Williams, a former Republican state representative, declined to comment when contacted by a reporter, and the letter she submitted to the board did not state a reason for her resignation.

The end-year-resignations on Wisconsin’s technical college system board mirror another more high profile resignation from a state board. Dentist Fred Prehn gave his notice effective Dec. 30, clearing the way for conservationist Sandy Naas to take her seat on the board more than a year after Evers appointed her.

Prehn won a legal battle in 2021 to keep his seat after Wisconsin’s Supreme Court determined he could continue serving past his term’s designated expiration date until the Senate confirms his replacement. Prehn ended up stepping down voluntarily, however, about two months after Evers won re-election. The natural resources board sets environmental policy and has dealt with fraught issues ranging from PFAS regulations to wolf hunt quotas.

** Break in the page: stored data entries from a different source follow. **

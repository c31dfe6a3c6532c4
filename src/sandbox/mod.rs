//! Confinement guard.
//!
//! Every path an operation writes to goes through [`Sandbox::admit`]
//! before any I/O happens. A path is admitted only if, after separator
//! normalization, `.`/`..` resolution and symlink resolution, it lies
//! beneath the confinement root.
//!
//! The root is canonicalized once when the sandbox is built and never
//! changes afterwards. Handlers receive the sandbox at construction
//! time, so tests can run any number of independent roots side by side.

mod atomic;

pub use atomic::{write_atomic, write_atomic_blocking};

use std::fs;
use std::io;
use std::path::{Component, Path, PathBuf};

use tracing::debug;

use crate::error::{OperationError, Result};

/// A destination that passed the confinement check.
///
/// Only [`Sandbox::admit`] constructs these, so holding one is proof the
/// location is strictly beneath the root and so is its parent directory.
#[derive(Debug, Clone, PartialEq, Eq)]
pub struct AdmittedPath(PathBuf);

impl AdmittedPath {
    pub fn as_path(&self) -> &Path {
        &self.0
    }

    pub fn into_path_buf(self) -> PathBuf {
        self.0
    }
}

impl AsRef<Path> for AdmittedPath {
    fn as_ref(&self) -> &Path {
        &self.0
    }
}

/// The confinement root plus the read-side policy.
#[derive(Debug, Clone)]
pub struct Sandbox {
    root: PathBuf,
    confine_sources: bool,
}

impl Sandbox {
    /// Builds a sandbox rooted at `root`, which must already exist.
    ///
    /// Source paths are confined by default; see
    /// [`with_source_confinement`](Self::with_source_confinement).
    pub fn new(root: &Path) -> io::Result<Self> {
        let root = fs::canonicalize(root)?;
        if !root.is_dir() {
            return Err(io::Error::new(
                io::ErrorKind::InvalidInput,
                format!("confinement root {} is not a directory", root.display()),
            ));
        }
        Ok(Self {
            root,
            confine_sources: true,
        })
    }

    /// When disabled, [`admit_source`](Self::admit_source) only normalizes.
    pub fn with_source_confinement(mut self, confine: bool) -> Self {
        self.confine_sources = confine;
        self
    }

    /// The canonical confinement root.
    pub fn root(&self) -> &Path {
        &self.root
    }

    pub fn confines_sources(&self) -> bool {
        self.confine_sources
    }

    /// Checks that `raw` resolves to the root or somewhere beneath it.
    ///
    /// Relative paths are taken relative to the root. Malformed but
    /// in-bounds input (mixed separators, `./`, redundant `..`) is
    /// normalized, not rejected.
    pub fn confine(&self, raw: &str) -> Result<PathBuf> {
        let resolved = self.resolve(raw)?;
        if resolved.starts_with(&self.root) {
            Ok(resolved)
        } else {
            Err(self.out_of_bounds(raw))
        }
    }

    /// Admits a destination path. It must lie strictly beneath the root:
    /// the root itself cannot be replaced by a file, and its parent is
    /// where a write-then-rename would stage.
    pub fn admit(&self, raw: &str) -> Result<AdmittedPath> {
        let resolved = self.confine(raw)?;
        if resolved == self.root {
            return Err(OperationError::InvalidParameters(format!(
                "destination {raw} is the confinement root itself"
            )));
        }
        debug!("Admitted {raw} as {}", resolved.display());
        Ok(AdmittedPath(resolved))
    }

    /// Admits a path the operation only reads from.
    ///
    /// Confined like a destination (the root itself included) unless
    /// source confinement was turned off, in which case the path is
    /// just normalized.
    pub fn admit_source(&self, raw: &str) -> Result<PathBuf> {
        if self.confine_sources {
            return self.confine(raw);
        }
        self.resolve(raw)
    }

    fn out_of_bounds(&self, raw: &str) -> OperationError {
        OperationError::OutOfBoundsPath {
            path: PathBuf::from(raw),
            root: self.root.clone(),
        }
    }

    /// Normalizes `raw` into an absolute path with every existing
    /// symlink along the way resolved.
    fn resolve(&self, raw: &str) -> Result<PathBuf> {
        if raw.trim().is_empty() {
            return Err(OperationError::InvalidParameters(
                "path must not be empty".to_string(),
            ));
        }

        let normalized = raw.replace('\\', "/");
        let candidate = Path::new(&normalized);
        let absolute = if candidate.is_absolute() {
            candidate.to_path_buf()
        } else {
            self.root.join(candidate)
        };

        let mut resolved = PathBuf::new();
        for component in absolute.components() {
            match component {
                Component::Prefix(_) | Component::RootDir => resolved.push(component),
                Component::CurDir => {}
                Component::ParentDir => {
                    resolved.pop();
                }
                Component::Normal(name) => {
                    resolved.push(name);
                    let is_symlink = fs::symlink_metadata(&resolved)
                        .map(|meta| meta.file_type().is_symlink())
                        .unwrap_or(false);
                    if is_symlink {
                        // Dangling links cannot be shown to stay inside.
                        resolved =
                            fs::canonicalize(&resolved).map_err(|_| self.out_of_bounds(raw))?;
                    }
                }
            }
        }

        Ok(resolved)
    }
}

#[cfg(test)]
mod tests {
    use super::*;
    use crate::error::ErrorKind;

    fn sandbox() -> (tempfile::TempDir, Sandbox) {
        let dir = tempfile::tempdir().unwrap();
        let sandbox = Sandbox::new(dir.path()).unwrap();
        (dir, sandbox)
    }

    #[test]
    fn test_root_itself_is_not_a_destination() {
        let (_dir, sandbox) = sandbox();
        let root = sandbox.root().to_string_lossy().into_owned();
        for raw in [root.as_str(), ".", "./", "a/..", "sub/../."] {
            let err = sandbox.admit(raw).unwrap_err();
            assert_eq!(err.kind(), ErrorKind::InvalidParameters, "{raw}");
        }
        // Still inside the bounds for reads.
        assert_eq!(sandbox.confine(&root).unwrap(), sandbox.root());
        assert_eq!(sandbox.admit_source(".").unwrap(), sandbox.root());
    }

    #[test]
    fn test_confine_rejects_outside() {
        let (_dir, sandbox) = sandbox();
        let err = sandbox.confine("../outside.txt").unwrap_err();
        assert_eq!(err.kind(), ErrorKind::OutOfBoundsPath);
    }

    #[test]
    fn test_admits_nonexistent_descendant() {
        let (_dir, sandbox) = sandbox();
        let raw = format!("{}/out/new/file.txt", sandbox.root().display());
        let admitted = sandbox.admit(&raw).unwrap();
        assert_eq!(admitted.as_path(), sandbox.root().join("out/new/file.txt"));
    }

    #[test]
    fn test_relative_paths_resolve_against_root() {
        let (_dir, sandbox) = sandbox();
        let admitted = sandbox.admit("reports/summary.txt").unwrap();
        assert_eq!(admitted.as_path(), sandbox.root().join("reports/summary.txt"));
    }

    #[test]
    fn test_rejects_absolute_path_outside_root() {
        let (_dir, sandbox) = sandbox();
        let err = sandbox.admit("/etc/passwd").unwrap_err();
        assert_eq!(err.kind(), ErrorKind::OutOfBoundsPath);
    }

    #[test]
    fn test_rejects_traversal_escape() {
        let (_dir, sandbox) = sandbox();
        let raw = format!("{}/a/../../escape.txt", sandbox.root().display());
        let err = sandbox.admit(&raw).unwrap_err();
        assert_eq!(err.kind(), ErrorKind::OutOfBoundsPath);

        let err = sandbox.admit("../../../../tmp/escape.txt").unwrap_err();
        assert_eq!(err.kind(), ErrorKind::OutOfBoundsPath);
    }

    #[test]
    fn test_traversal_that_stays_inside_is_normalized() {
        let (_dir, sandbox) = sandbox();
        let raw = format!("{}/a/b/../c/./d.txt", sandbox.root().display());
        let admitted = sandbox.admit(&raw).unwrap();
        assert_eq!(admitted.as_path(), sandbox.root().join("a/c/d.txt"));
    }

    #[test]
    fn test_mixed_separators_are_normalized() {
        let (_dir, sandbox) = sandbox();
        let raw = format!("{}\\sub\\file.txt", sandbox.root().display());
        let admitted = sandbox.admit(&raw).unwrap();
        assert_eq!(admitted.as_path(), sandbox.root().join("sub/file.txt"));
    }

    #[test]
    fn test_sibling_with_common_prefix_is_rejected() {
        let parent = tempfile::tempdir().unwrap();
        let root = parent.path().join("data");
        let sibling = parent.path().join("data2");
        fs::create_dir(&root).unwrap();
        fs::create_dir(&sibling).unwrap();
        let sandbox = Sandbox::new(&root).unwrap();

        let raw = format!("{}/file.txt", fs::canonicalize(&sibling).unwrap().display());
        let err = sandbox.admit(&raw).unwrap_err();
        assert_eq!(err.kind(), ErrorKind::OutOfBoundsPath);
    }

    #[cfg(unix)]
    #[test]
    fn test_rejects_symlink_escape() {
        let (_dir, sandbox) = sandbox();
        let outside = tempfile::tempdir().unwrap();
        std::os::unix::fs::symlink(outside.path(), sandbox.root().join("link")).unwrap();

        let raw = format!("{}/link/stolen.txt", sandbox.root().display());
        let err = sandbox.admit(&raw).unwrap_err();
        assert_eq!(err.kind(), ErrorKind::OutOfBoundsPath);
    }

    #[cfg(unix)]
    #[test]
    fn test_admits_symlink_pointing_inside() {
        let (_dir, sandbox) = sandbox();
        fs::create_dir(sandbox.root().join("real")).unwrap();
        std::os::unix::fs::symlink(sandbox.root().join("real"), sandbox.root().join("alias"))
            .unwrap();

        let admitted = sandbox.admit("alias/file.txt").unwrap();
        assert_eq!(admitted.as_path(), sandbox.root().join("real/file.txt"));
    }

    #[cfg(unix)]
    #[test]
    fn test_rejects_dangling_symlink() {
        let (_dir, sandbox) = sandbox();
        std::os::unix::fs::symlink("/nonexistent/target", sandbox.root().join("dangling"))
            .unwrap();
        let err = sandbox.admit("dangling").unwrap_err();
        assert_eq!(err.kind(), ErrorKind::OutOfBoundsPath);
    }

    #[test]
    fn test_empty_path_is_invalid_parameters() {
        let (_dir, sandbox) = sandbox();
        let err = sandbox.admit("  ").unwrap_err();
        assert_eq!(err.kind(), ErrorKind::InvalidParameters);
    }

    #[test]
    fn test_admit_source_respects_policy() {
        let (_dir, sandbox) = sandbox();
        let outside = tempfile::tempdir().unwrap();
        let raw = outside.path().join("input.txt").to_string_lossy().into_owned();

        let err = sandbox.admit_source(&raw).unwrap_err();
        assert_eq!(err.kind(), ErrorKind::OutOfBoundsPath);

        let relaxed = sandbox.clone().with_source_confinement(false);
        assert!(!relaxed.confines_sources());
        assert!(relaxed.admit_source(&raw).is_ok());
        // Destinations stay confined either way.
        assert!(relaxed.admit(&raw).is_err());
    }

    #[test]
    fn test_new_rejects_missing_root() {
        let dir = tempfile::tempdir().unwrap();
        assert!(Sandbox::new(&dir.path().join("missing")).is_err());
    }

    #[test]
    fn test_new_rejects_file_root() {
        let dir = tempfile::tempdir().unwrap();
        let file = dir.path().join("file");
        fs::write(&file, "x").unwrap();
        assert!(Sandbox::new(&file).is_err());
    }
}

In a statement on Tuesday, Tourdout wrote that the Supreme Court decision factored into her previous plan to continue serving on the technical college board until lawmakers confirmed a replacement.

“However, in light of recent reports indicating that legislative leaders and the Evers’ administration are looking for common ground, I felt this was a good time to relinquish my seat on the Board and provide an opportunity for cooperation,” said Tourdot, who’s the vice president of the Associated Builders and Contractors of Wisconsin.

At the start of December, nearly 180 people nominated by Evers during his first term to lead state, boards and agencies and commissions had yet to be confirmed by the Senate. Evers has called on Republican leadership to stop dragging its feet on the issue, and to at least bring more appointees to a vote.

Even so, Klecker said issues decided by Wisconsin’s technical college board are rarely partisan.

“I don’t think there’s any political type decisions that are made,” he said. “I don’t think any votes would have changed whether I was on the board voting or Mary Williams.”

Levzow, a dairy farmer appointed by Walker to the technical college board, could not be reached for comment about her resignation. She’s being replaced by Paul Buhr, who is also a dairy farmer. Also joining the board to a term expiring in May 2027 is Sara Rogers of Employ Milwaukee, a workforce development agency in Milwaukee County.